As I wheel the old ten-speed up the sidewalk, I feel like a germ under a microscope. The bike had been bright yellow when it was new, and up close, traces of yellow can still be seen among the dents and scrapes and rust. The words
Rover Sport
are partly legible on the frame.

“Isn't that a girl's bike?” Little Johnny asks. “The girls at school have bikes with baskets on the front, just like that.”

The ninja posse laughs.

“No, it's not like that,” I say, feeling my face turn hot. “I just put this basket on the front so I could haul stuff. But it's not a girl's bike.”

Mark asks, “Where'd you get that thing?”

My face gets hotter. “I found it in a trash Dumpster. Rich snowbirds that go south in the winter throw things away they don't want to haul back. I figure some guy wrecked it out in the desert. Mr. O'Hare helped me fix it up, but I earned the money for new tires myself.”

“You're a Dumpster diver?” Mark looks at his brothers and laughs. “He's a Dumpster diver!”

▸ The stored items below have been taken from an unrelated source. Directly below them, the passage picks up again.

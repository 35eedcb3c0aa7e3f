//! # Regflow Engine
//!
//! The engine holds the registration wizard's flow logic, free of any
//! terminal or network dependency. It answers the questions the UI asks:
//! which fields does the active step show, is the submit button enabled, may
//! a submit proceed, where should focus land, and what happens when the
//! service answers.
//!
//! ## Architecture
//!
//! - **`form`**: per-step form state — field text, error labels, focus
//!   target, the submit gate, and the single-flight loading flag
//! - **`flow`**: the coordinator — the fixed step order, advancing on
//!   success, and restarting after the final step

pub mod flow;
pub mod form;

pub use flow::{Flow, FlowProgress};
pub use form::{FieldState, FocusTarget, StepForm, SubmitDecision};
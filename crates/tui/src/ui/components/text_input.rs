//! UTF-8 safe text input state with cursor management and a character cap.
//!
//! Each registration field owns one of these. The cap enforces the field's
//! maximum character count at the input layer: keystrokes past the limit are
//! rejected outright rather than flagged as invalid afterwards.

#[derive(Clone, Debug, Default)]
pub struct TextInputState {
    /// The underlying text buffer
    input: String,
    /// Cursor byte index into `input` (always on a UTF-8 boundary)
    cursor: usize,
    /// Maximum character count accepted by `insert_char`, when set
    max_chars: Option<usize>,
}

impl TextInputState {
    /// Empty buffer capped at the given character count.
    pub fn with_max_chars(max_chars: usize) -> Self {
        Self {
            max_chars: Some(max_chars),
            ..Self::default()
        }
    }

    pub fn input(&self) -> &str {
        &self.input
    }

    pub fn cursor(&self) -> usize {
        self.cursor
    }

    /// Character count of the buffer (not its byte length).
    pub fn char_count(&self) -> usize {
        self.input.chars().count()
    }

    /// Whether the buffer has reached its character cap.
    pub fn at_capacity(&self) -> bool {
        self.max_chars.is_some_and(|max| self.char_count() >= max)
    }

    pub fn is_empty(&self) -> bool {
        self.input.is_empty()
    }

    /// Move cursor one Unicode scalar to the left.
    pub fn move_left(&mut self) {
        if let Some((index, _)) = self.input[..self.cursor].char_indices().next_back() {
            self.cursor = index;
        }
    }

    /// Move cursor one Unicode scalar to the right.
    pub fn move_right(&mut self) {
        if let Some(next) = self.input[self.cursor..].chars().next() {
            self.cursor += next.len_utf8();
        }
    }

    pub fn move_home(&mut self) {
        self.cursor = 0;
    }

    pub fn move_end(&mut self) {
        self.cursor = self.input.len();
    }

    /// Insert a char at the cursor. Returns false when the buffer is already
    /// at its character cap and the keystroke was dropped.
    pub fn insert_char(&mut self, c: char) -> bool {
        if self.at_capacity() {
            return false;
        }
        self.input.insert(self.cursor, c);
        self.cursor += c.len_utf8();
        true
    }

    /// Backspace the char immediately before the cursor. Returns whether the
    /// buffer changed.
    pub fn backspace(&mut self) -> bool {
        let Some((start, _)) = self.input[..self.cursor].char_indices().next_back() else {
            return false;
        };
        self.input.drain(start..self.cursor);
        self.cursor = start;
        true
    }
}

#[cfg(test)]
mod tests {
    use super::*;

    #[test]
    fn utf8_move_insert_backspace() {
        let mut st = TextInputState::default();
        for c in "héllo".chars() {
            st.insert_char(c);
        }
        assert_eq!(st.input(), "héllo");
        st.move_left();
        st.move_left();
        st.backspace(); // delete the second l
        assert_eq!(st.input(), "hélo");
        st.move_home();
        st.move_right();
        st.backspace(); // delete the h
        assert_eq!(st.input(), "élo");
    }

    #[test]
    fn cap_rejects_keystrokes_past_the_limit() {
        let mut st = TextInputState::with_max_chars(3);
        assert!(st.insert_char('a'));
        assert!(st.insert_char('b'));
        assert!(st.insert_char('c'));
        assert!(st.at_capacity());
        assert!(!st.insert_char('d'));
        assert_eq!(st.input(), "abc");
    }

    #[test]
    fn cap_counts_characters_not_bytes() {
        let mut st = TextInputState::with_max_chars(2);
        assert!(st.insert_char('é'));
        assert!(st.insert_char('ü'));
        assert!(!st.insert_char('x'));
        assert_eq!(st.char_count(), 2);
    }

    #[test]
    fn backspace_frees_capacity() {
        let mut st = TextInputState::with_max_chars(1);
        assert!(st.insert_char('a'));
        assert!(!st.insert_char('b'));
        assert!(st.backspace());
        assert!(st.insert_char('b'));
        assert_eq!(st.input(), "b");
    }

    #[test]
    fn backspace_on_empty_reports_no_change() {
        let mut st = TextInputState::default();
        assert!(!st.backspace());
    }
}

“That's enough, Mark,” FJ says.

“How'd you earn the money for new tires?” Luke asks.

I remember that he's the one who wants to be a “gazzillionaire.” He examines the fat tires on my bike, twice as big as the skinny racing tires on theirs.

“I run errands and haul things for people. You know, pick up groceries for Mrs. Jones or smokes for Mr. Lopez. They're my neighbors at the Lone Star Trailer Park where we live. They give me tips, which Mom says is generous since they're on Social Security.”

“Not gonna win too many races with that thing.” Matt examines the scraped-up frame and wheels, which are missing a few spokes. “Wrong kind of tires for racing.”

But great for off-road.

“Like I said, I use it for hauling stuff.” I want to
shove the pushy kid away from my bike, but I don't. Like it or not, I'm stuck here for a while.

“Yeah? Just what else you haul in that basket?”

Matt's eyes burn a hole in me. Mark saves me from a need to respond, his “excellent brain” asking the question that Lizzie had not finished earlier.